**Assigned task:**
Include in the output exactly the lines from the opening of the data through the line containing "pub(crate) struct IdentifierClaim", and nothing more.
_ _ _ _ _ _ _
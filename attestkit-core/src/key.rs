use std::fmt;
use std::sync::Arc;

use p256::ecdsa::{Signature, VerifyingKey};
use p256::pkcs8::DecodePublicKey;

use crate::bridge::BridgeCore;
use crate::error::{AttestedKeyError, AttestedKeyResult};
use crate::platform::SecurityTier;

/// Marks an identifier as held by a live [`AttestedKey`]. Released on drop.
pub(crate) struct IdentifierClaim {
    core: Arc<BridgeCore>,
    identifier: String,
}

impl IdentifierClaim {
    pub(crate) const fn new(core: Arc<BridgeCore>, identifier: String) -> Self {
        Self { core, identifier }
    }
}

impl Drop for IdentifierClaim {
    fn drop(&mut self) {
        self.core.release(&self.identifier);
    }
}

/// Handle to an attested key.
///
/// A bridge hands out at most one live handle per identifier, see
/// [`crate::AttestedKeyBridge::attest_key`] and [`crate::AttestedKeyBridge::attested_key`].
/// The identifier becomes available again when the handle is dropped.
pub struct AttestedKey {
    claim: IdentifierClaim,
}

impl AttestedKey {
    pub(crate) const fn new(claim: IdentifierClaim) -> Self {
        Self { claim }
    }

    fn core(&self) -> &BridgeCore {
        &self.claim.core
    }

    /// The identifier of the key.
    #[must_use]
    pub fn identifier(&self) -> &str {
        &self.claim.identifier
    }

    /// Signs `payload`, returning a DER encoded ECDSA signature.
    ///
    /// # Errors
    ///
    /// Fails like [`crate::AttestedKeyBridge::sign`].
    pub async fn sign(&self, payload: &[u8]) -> AttestedKeyResult<Vec<u8>> {
        self.core().sign(self.identifier(), payload.to_vec()).await
    }

    /// Signs `payload` and decodes the signature.
    ///
    /// # Errors
    ///
    /// Fails like [`AttestedKey::sign`], and with [`AttestedKeyError::AdapterFailure`] if
    /// the keystore returned a malformed signature.
    pub async fn try_sign(&self, payload: &[u8]) -> AttestedKeyResult<Signature> {
        let signature = self.sign(payload).await?;

        Signature::from_der(&signature).map_err(|err| {
            AttestedKeyError::AdapterFailure(format!("malformed signature: {err}"))
        })
    }

    /// Returns the DER encoded `SubjectPublicKeyInfo` of the key.
    ///
    /// # Errors
    ///
    /// Fails like [`crate::AttestedKeyBridge::public_key`].
    pub async fn public_key(&self) -> AttestedKeyResult<Vec<u8>> {
        self.core().public_key(self.identifier()).await
    }

    /// Returns the public key of the key, for verifying its signatures.
    ///
    /// # Errors
    ///
    /// Fails like [`AttestedKey::public_key`], and with [`AttestedKeyError::AdapterFailure`]
    /// if the keystore returned something other than a P-256 public key.
    pub async fn verifying_key(&self) -> AttestedKeyResult<VerifyingKey> {
        let public_key = self.public_key().await?;

        VerifyingKey::from_public_key_der(&public_key).map_err(|err| {
            AttestedKeyError::AdapterFailure(format!("malformed public key: {err}"))
        })
    }

    /// Reports the hardware isolation level of the key.
    ///
    /// # Errors
    ///
    /// Fails like [`crate::AttestedKeyBridge::security_tier`].
    pub async fn security_tier(&self) -> AttestedKeyResult<SecurityTier> {
        self.core().security_tier(self.identifier()).await
    }

    /// Deletes the key and releases its identifier.
    ///
    /// # Errors
    ///
    /// Fails like [`crate::AttestedKeyBridge::delete`]. The identifier is released either way.
    pub async fn delete(self) -> AttestedKeyResult<()> {
        self.core().delete(self.identifier()).await
    }
}

impl fmt::Debug for AttestedKey {
    fn fmt(&self, f: &mut fmt::Formatter<'_>) -> fmt::Result {
        f.debug_struct("AttestedKey")
            .field("identifier", &self.identifier())
            .finish_non_exhaustive()
    }
}
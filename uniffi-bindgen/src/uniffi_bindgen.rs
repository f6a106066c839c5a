//! Generates Kotlin and Swift bindings for the `attestkit` library.

fn main() {
    uniffi::uniffi_bindgen_main();
}
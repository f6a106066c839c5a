//! In-memory implementations of the platform traits.
//!
//! These implementations provide NO hardware binding: private keys live in process memory
//! and the attestation root is generated on the fly, so no remote verifier will trust the
//! resulting statements. They exist for development builds and for testing the bridge
//! without a device.

use std::collections::HashMap;
use std::sync::atomic::{AtomicU32, Ordering};
use std::sync::{Arc, PoisonError, RwLock};

use der::asn1::{Any, OctetString};
use der::{Encode, Enumerated, Sequence, Tag};
use p256::ecdsa::signature::RandomizedSigner;
use p256::ecdsa::{Signature, SigningKey};
use p256::pkcs8::{DecodePrivateKey, EncodePublicKey};
use rand::rngs::OsRng;
use rcgen::{BasicConstraints, CertificateParams, CustomExtension, DnType, IsCa, KeyPair};

use crate::platform::{
    AttestationService, AttestationServiceResult, DeviceStateGuard, IntegrityTokenProvider,
    KeyStore, KeyStoreError, KeyStoreResult, SecurityTier,
};

/// OID of the Android key attestation extension, which carries the attestation challenge.
pub const KEY_ATTESTATION_OID: &[u64] = &[1, 3, 6, 1, 4, 1, 11129, 2, 1, 17];

/// Attestation and KeyMint version reported for software keys (KeyMint 3).
const KEY_MINT_VERSION: u32 = 300;

/// `SecurityLevel ::= ENUMERATED`. Software keys only ever report `Software`.
#[derive(Debug, Clone, Copy, PartialEq, Eq, Enumerated)]
#[repr(u32)]
enum SecurityLevel {
    Software = 0,
}

/// `KeyDescription ::= SEQUENCE`, the content of the key attestation extension.
///
/// Both authorization lists are empty.
#[derive(Sequence)]
struct KeyDescription {
    attestation_version: u32,
    attestation_security_level: SecurityLevel,
    key_mint_version: u32,
    key_mint_security_level: SecurityLevel,
    attestation_challenge: OctetString,
    unique_id: OctetString,
    software_enforced: Any,
    hardware_enforced: Any,
}

impl KeyDescription {
    fn software(challenge: &[u8]) -> der::Result<Self> {
        Ok(Self {
            attestation_version: KEY_MINT_VERSION,
            attestation_security_level: SecurityLevel::Software,
            key_mint_version: KEY_MINT_VERSION,
            key_mint_security_level: SecurityLevel::Software,
            attestation_challenge: OctetString::new(challenge)?,
            unique_id: OctetString::new(Vec::new())?,
            software_enforced: Any::new(Tag::Sequence, Vec::new())?,
            hardware_enforced: Any::new(Tag::Sequence, Vec::new())?,
        })
    }
}

struct SoftwareKey {
    signing_key: SigningKey,
    certificate_chain: Vec<Vec<u8>>,
}

/// Keystore holding P-256 keys in memory.
///
/// Each key comes with a two certificate chain: a leaf for the key, carrying the challenge
/// in the [`KEY_ATTESTATION_OID`] extension, issued by a throwaway root.
#[derive(Default)]
pub struct SoftwareKeyStore {
    keys: RwLock<HashMap<String, SoftwareKey>>,
}

impl SoftwareKeyStore {
    /// Creates an empty keystore.
    #[must_use]
    pub fn new() -> Self {
        Self::default()
    }

    /// Returns the number of stored keys.
    #[must_use]
    pub fn len(&self) -> usize {
        self.keys.read().unwrap_or_else(PoisonError::into_inner).len()
    }

    /// Returns `true` if the keystore holds no keys.
    #[must_use]
    pub fn is_empty(&self) -> bool {
        self.len() == 0
    }

    fn with_key<T>(
        &self,
        alias: &str,
        f: impl FnOnce(&SoftwareKey) -> KeyStoreResult<T>,
    ) -> KeyStoreResult<T> {
        let keys = self.keys.read().unwrap_or_else(PoisonError::into_inner);
        keys.get(alias).map_or(Err(KeyStoreError::KeyNotFound), f)
    }
}

impl KeyStore for SoftwareKeyStore {
    fn create_key(&self, alias: String, challenge: Vec<u8>) -> KeyStoreResult<()> {
        let mut keys = self.keys.write().unwrap_or_else(PoisonError::into_inner);
        if keys.contains_key(&alias) {
            return Err(KeyStoreError::KeyAlreadyExists);
        }

        let key = generate_attested_key(&challenge)?;
        keys.insert(alias, key);

        Ok(())
    }

    fn contains_alias(&self, alias: String) -> KeyStoreResult<bool> {
        Ok(self
            .keys
            .read()
            .unwrap_or_else(PoisonError::into_inner)
            .contains_key(&alias))
    }

    fn certificate_chain(&self, alias: String) -> KeyStoreResult<Vec<Vec<u8>>> {
        self.with_key(&alias, |key| Ok(key.certificate_chain.clone()))
    }

    fn sign(&self, alias: String, payload: Vec<u8>) -> KeyStoreResult<Vec<u8>> {
        self.with_key(&alias, |key| {
            // Randomized, like hardware keystores: equal payloads give different signatures.
            let signature: Signature = key.signing_key.sign_with_rng(&mut OsRng, &payload);
            Ok(signature.to_der().as_bytes().to_vec())
        })
    }

    fn public_key(&self, alias: String) -> KeyStoreResult<Vec<u8>> {
        self.with_key(&alias, |key| {
            let document = key
                .signing_key
                .verifying_key()
                .to_public_key_der()
                .map_err(|err| KeyStoreError::Keystore(format!("public key encoding: {err}")))?;
            Ok(document.as_bytes().to_vec())
        })
    }

    fn delete_alias(&self, alias: String) -> KeyStoreResult<()> {
        self.keys
            .write()
            .unwrap_or_else(PoisonError::into_inner)
            .remove(&alias);
        Ok(())
    }

    fn aliases(&self) -> KeyStoreResult<Vec<String>> {
        Ok(self
            .keys
            .read()
            .unwrap_or_else(PoisonError::into_inner)
            .keys()
            .cloned()
            .collect())
    }

    fn security_tier(&self, alias: String) -> KeyStoreResult<SecurityTier> {
        self.with_key(&alias, |_| Ok(SecurityTier::Software))
    }
}

fn generate_attested_key(challenge: &[u8]) -> KeyStoreResult<SoftwareKey> {
    let certificate_error =
        |err: rcgen::Error| KeyStoreError::Keystore(format!("certificate: {err}"));

    let mut root_params = CertificateParams::default();
    root_params
        .distinguished_name
        .push(DnType::CommonName, "AttestKit Software Attestation Root");
    root_params.is_ca = IsCa::Ca(BasicConstraints::Unconstrained);
    let root_key = KeyPair::generate().map_err(certificate_error)?;
    let root = root_params.self_signed(&root_key).map_err(certificate_error)?;

    let description_error =
        |err: der::Error| KeyStoreError::Keystore(format!("key description: {err}"));
    let key_description = KeyDescription::software(challenge)
        .map_err(description_error)?
        .to_der()
        .map_err(description_error)?;

    let mut leaf_params = CertificateParams::default();
    leaf_params
        .distinguished_name
        .push(DnType::CommonName, "AttestKit Software Key");
    leaf_params
        .custom_extensions
        .push(CustomExtension::from_oid_content(
            KEY_ATTESTATION_OID,
            key_description,
        ));
    let leaf_key = KeyPair::generate().map_err(certificate_error)?;
    let leaf = leaf_params
        .signed_by(&leaf_key, &root, &root_key)
        .map_err(certificate_error)?;

    let signing_key = SigningKey::from_pkcs8_der(&leaf_key.serialize_der())
        .map_err(|err| KeyStoreError::Keystore(format!("private key decoding: {err}")))?;

    Ok(SoftwareKey {
        signing_key,
        certificate_chain: vec![leaf.der().to_vec(), root.der().to_vec()],
    })
}

/// Attestation service issuing unsigned, deterministic tokens.
///
/// The token for a request is `software-integrity-token:<project number>:<request hash>`.
#[derive(Debug, Default)]
pub struct SoftwareAttestationService {
    prepare_calls: AtomicU32,
}

impl SoftwareAttestationService {
    /// Creates a new service.
    #[must_use]
    pub fn new() -> Self {
        Self::default()
    }

    /// Returns how many token providers were prepared so far.
    #[must_use]
    pub fn prepare_count(&self) -> u32 {
        self.prepare_calls.load(Ordering::SeqCst)
    }
}

impl AttestationService for SoftwareAttestationService {
    fn prepare(
        &self,
        cloud_project_number: u64,
    ) -> AttestationServiceResult<Arc<dyn IntegrityTokenProvider>> {
        self.prepare_calls.fetch_add(1, Ordering::SeqCst);
        Ok(Arc::new(SoftwareTokenProvider {
            cloud_project_number,
        }))
    }
}

struct SoftwareTokenProvider {
    cloud_project_number: u64,
}

impl IntegrityTokenProvider for SoftwareTokenProvider {
    fn request_token(&self, request_hash: String) -> AttestationServiceResult<Vec<u8>> {
        Ok(format!(
            "software-integrity-token:{}:{request_hash}",
            self.cloud_project_number
        )
        .into_bytes())
    }
}

/// A device that is never locked.
#[derive(Debug, Default, Clone, Copy)]
pub struct UnlockedDevice;

impl DeviceStateGuard for UnlockedDevice {
    fn is_locked(&self) -> bool {
        false
    }
}
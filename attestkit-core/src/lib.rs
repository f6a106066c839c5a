//! Lifecycle bridge for hardware-backed attested keys.
//!
//! The [`AttestedKeyBridge`] creates, attests, uses and destroys asymmetric keys held by the
//! host platform's keystore. Each key is bound to an attestation statement (a certificate
//! chain plus an app integrity token) that a remote verifier can check.
//!
//! The host supplies three capabilities as foreign trait implementations, see [`platform`]:
//! a [`KeyStore`], an [`AttestationService`] and a [`DeviceStateGuard`]. Every failure that
//! crosses the bridge boundary is one of the two [`AttestedKeyError`] kinds.
//!
//! ```rust,ignore
//! use std::sync::Arc;
//!
//! use attestkit_core::software::{SoftwareAttestationService, SoftwareKeyStore, UnlockedDevice};
//! use attestkit_core::AttestedKeyBridge;
//!
//! let bridge = AttestedKeyBridge::new(
//!     Arc::new(SoftwareKeyStore::new()),
//!     Arc::new(SoftwareAttestationService::new()),
//!     Arc::new(UnlockedDevice),
//!     None,
//! )?;
//!
//! let identifier = bridge.generate().await;
//! let result = bridge.attest(&identifier, b"challenge", 12_143_997_365).await?;
//! let signature = bridge.sign(&identifier, b"payload").await?;
//! ```

#![deny(clippy::all, clippy::pedantic, clippy::nursery)]

mod bridge;
pub use bridge::*;

mod config;
pub use config::*;

mod error;
pub use error::*;

mod key;
pub use key::AttestedKey;

pub mod logger;

pub mod platform;
pub use platform::{
    AttestationService, AttestationServiceError, DeviceStateGuard, IntegrityTokenProvider,
    KeyStore, KeyStoreError, SecurityTier,
};

/// In-memory platform implementations for development builds and tests.
#[cfg(feature = "software")]
pub mod software;

// private modules
mod identifier;
mod integrity;
mod retry;

#[cfg(test)]
mod test_utils;

uniffi::setup_scaffolding!("attestkit_core");
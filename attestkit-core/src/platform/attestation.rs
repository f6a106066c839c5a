//! App integrity / attestation service traits.

use std::sync::Arc;

use thiserror::Error;
use tokio::task::JoinError;

/// Result type for attestation service operations.
pub type AttestationServiceResult<T> = Result<T, AttestationServiceError>;

/// Errors raised by an [`AttestationService`] or [`IntegrityTokenProvider`].
///
/// Only [`AttestationServiceError::Transient`] is retried by the bridge.
#[derive(Debug, Error, uniffi::Error)]
pub enum AttestationServiceError {
    /// A failure that may succeed when retried (network unavailable, service busy, ...).
    #[error("transient attestation service error: {0}")]
    Transient(String),

    /// A failure that will not go away by retrying (malformed configuration, app not
    /// recognized, API disabled, ...).
    #[error("attestation service error: {0}")]
    Permanent(String),

    /// Unexpected `UniFFI` callback error.
    #[error("unexpected uniffi callback error: {0}")]
    UnexpectedUniFFICallbackError(String),
}

impl AttestationServiceError {
    /// Whether the failed call may be retried.
    #[must_use]
    pub const fn is_transient(&self) -> bool {
        matches!(self, Self::Transient(_))
    }
}

impl From<uniffi::UnexpectedUniFFICallbackError> for AttestationServiceError {
    fn from(error: uniffi::UnexpectedUniFFICallbackError) -> Self {
        Self::UnexpectedUniFFICallbackError(error.reason)
    }
}

impl From<JoinError> for AttestationServiceError {
    fn from(error: JoinError) -> Self {
        Self::Permanent(format!("attestation service call did not complete: {error}"))
    }
}

/// Entry point of the platform attestation service (e.g. Play Integrity).
#[uniffi::export(with_foreign)]
pub trait AttestationService: Send + Sync {
    /// Prepares a token provider for the given Google Cloud project number.
    ///
    /// This performs a network round trip. The bridge caches the returned provider and only
    /// calls this again when the project number changes.
    ///
    /// # Errors
    ///
    /// Returns [`AttestationServiceError::Transient`] for failures worth retrying and
    /// [`AttestationServiceError::Permanent`] otherwise.
    fn prepare(
        &self,
        cloud_project_number: u64,
    ) -> AttestationServiceResult<Arc<dyn IntegrityTokenProvider>>;
}

/// A prepared provider of app integrity tokens.
#[uniffi::export(with_foreign)]
pub trait IntegrityTokenProvider: Send + Sync {
    /// Requests an integrity token bound to `request_hash`.
    ///
    /// `request_hash` is the base64 encoded SHA-256 digest of the attestation challenge. The
    /// returned token is opaque to the bridge.
    ///
    /// # Errors
    ///
    /// Returns [`AttestationServiceError::Transient`] for failures worth retrying and
    /// [`AttestationServiceError::Permanent`] otherwise.
    fn request_token(&self, request_hash: String) -> AttestationServiceResult<Vec<u8>>;
}
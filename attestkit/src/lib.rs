//! `attestkit` is the package shipped to Kotlin and Swift consumers.
//!
//! All functionality lives in [`attestkit_core`]; this crate re-exports it, together with its
//! `UniFFI` scaffolding, so the generated bindings and the native library share one name.

pub use attestkit_core::*;

attestkit_core::uniffi_reexport_scaffolding!();
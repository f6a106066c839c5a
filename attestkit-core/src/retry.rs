use std::future::Future;

use backon::Retryable;

use crate::config::RetryPolicy;
use crate::platform::AttestationServiceError;

/// Runs `operation` until it succeeds, fails permanently, or the policy is exhausted.
///
/// Only [`AttestationServiceError::Transient`] failures are retried. The last error is
/// returned when retries run out.
pub(crate) async fn with_retry<T, F, Fut>(
    policy: &RetryPolicy,
    task_description: &str,
    operation: F,
) -> Result<T, AttestationServiceError>
where
    F: FnMut() -> Fut,
    Fut: Future<Output = Result<T, AttestationServiceError>>,
{
    operation
        .retry(policy.backoff())
        .when(AttestationServiceError::is_transient)
        .notify(|error, delay| {
            log::warn!("{task_description} failed, retrying in {delay:?}: {error}");
        })
        .await
}

#[cfg(test)]
mod tests {
    use std::sync::atomic::{AtomicU32, Ordering};

    use super::*;

    fn fast_policy(max_retries: u32) -> RetryPolicy {
        RetryPolicy {
            max_retries,
            min_delay_ms: 1,
            max_delay_ms: 2,
        }
    }

    #[tokio::test]
    async fn test_transient_failures_are_retried() {
        let attempts = AtomicU32::new(0);
        let attempts = &attempts;

        let result = with_retry(&fast_policy(3), "test", || async move {
            if attempts.fetch_add(1, Ordering::SeqCst) < 2 {
                Err(AttestationServiceError::Transient("unreachable".to_string()))
            } else {
                Ok(42)
            }
        })
        .await;

        assert_eq!(result.unwrap(), 42);
        assert_eq!(attempts.load(Ordering::SeqCst), 3);
    }

    #[tokio::test]
    async fn test_permanent_failures_are_not_retried() {
        let attempts = AtomicU32::new(0);
        let attempts = &attempts;

        let result: Result<(), _> = with_retry(&fast_policy(3), "test", || async move {
            attempts.fetch_add(1, Ordering::SeqCst);
            Err(AttestationServiceError::Permanent("bad project".to_string()))
        })
        .await;

        assert!(matches!(result, Err(AttestationServiceError::Permanent(_))));
        assert_eq!(attempts.load(Ordering::SeqCst), 1);
    }

    #[tokio::test]
    async fn test_retries_are_bounded() {
        let attempts = AtomicU32::new(0);
        let attempts = &attempts;

        let result: Result<(), _> = with_retry(&fast_policy(2), "test", || async move {
            attempts.fetch_add(1, Ordering::SeqCst);
            Err(AttestationServiceError::Transient("unreachable".to_string()))
        })
        .await;

        assert!(matches!(result, Err(AttestationServiceError::Transient(_))));
        assert_eq!(attempts.load(Ordering::SeqCst), 3);
    }
}
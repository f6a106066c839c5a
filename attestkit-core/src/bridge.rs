use std::collections::HashSet;
use std::sync::{Arc, Mutex, PoisonError};

use crate::config::BridgeConfig;
use crate::error::{AttestedKeyError, AttestedKeyResult};
use crate::identifier::{key_alias, IdentifierSource};
use crate::integrity::IntegrityTokenCache;
use crate::key::{AttestedKey, IdentifierClaim};
use crate::platform::{
    run_blocking, AttestationService, DeviceStateGuard, KeyStore, KeyStoreError,
    KeyStoreResult, SecurityTier,
};

/// Shape of the attestation statements produced by a bridge.
#[derive(Debug, Clone, Copy, PartialEq, Eq, uniffi::Enum)]
pub enum AttestedKeyType {
    /// Apple App Attest: a single attestation object, assertions instead of plain signatures.
    Apple,
    /// Android key attestation plus a Play Integrity token.
    Google,
}

/// The attestation statement of a newly created key.
#[derive(Debug, Clone, PartialEq, Eq, uniffi::Record)]
pub struct AttestationResult {
    /// DER encoded X.509 certificates, leaf first. Always holds at least two certificates.
    pub certificate_chain: Vec<Vec<u8>>,
    /// The integrity token bound to the attestation challenge. Opaque to the bridge.
    pub app_attestation_token: Vec<u8>,
}

/// Minimum length of a usable attestation chain: the key certificate and its issuer.
const MIN_CERTIFICATE_CHAIN_LEN: usize = 2;

/// State shared by a bridge and the key handles it hands out.
pub(crate) struct BridgeCore {
    key_store: Arc<dyn KeyStore>,
    device_state: Arc<dyn DeviceStateGuard>,
    tokens: IntegrityTokenCache,
    config: BridgeConfig,
    identifiers: IdentifierSource,
    /// Identifiers held by a live [`AttestedKey`].
    claims: Mutex<HashSet<String>>,
}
_ _ _ _ _ _ _
**Reply:**
filename attestkit-core/src/key.rs
use std::fmt;
use std::sync::Arc;

use p256::ecdsa::{Signature, VerifyingKey};
use p256::pkcs8::DecodePublicKey;

use crate::bridge::BridgeCore;
use crate::error::{AttestedKeyError, AttestedKeyResult};
use crate::platform::SecurityTier;

/// Marks an identifier as held by a live [`AttestedKey`]. Released on drop.
pub(crate) struct IdentifierClaim {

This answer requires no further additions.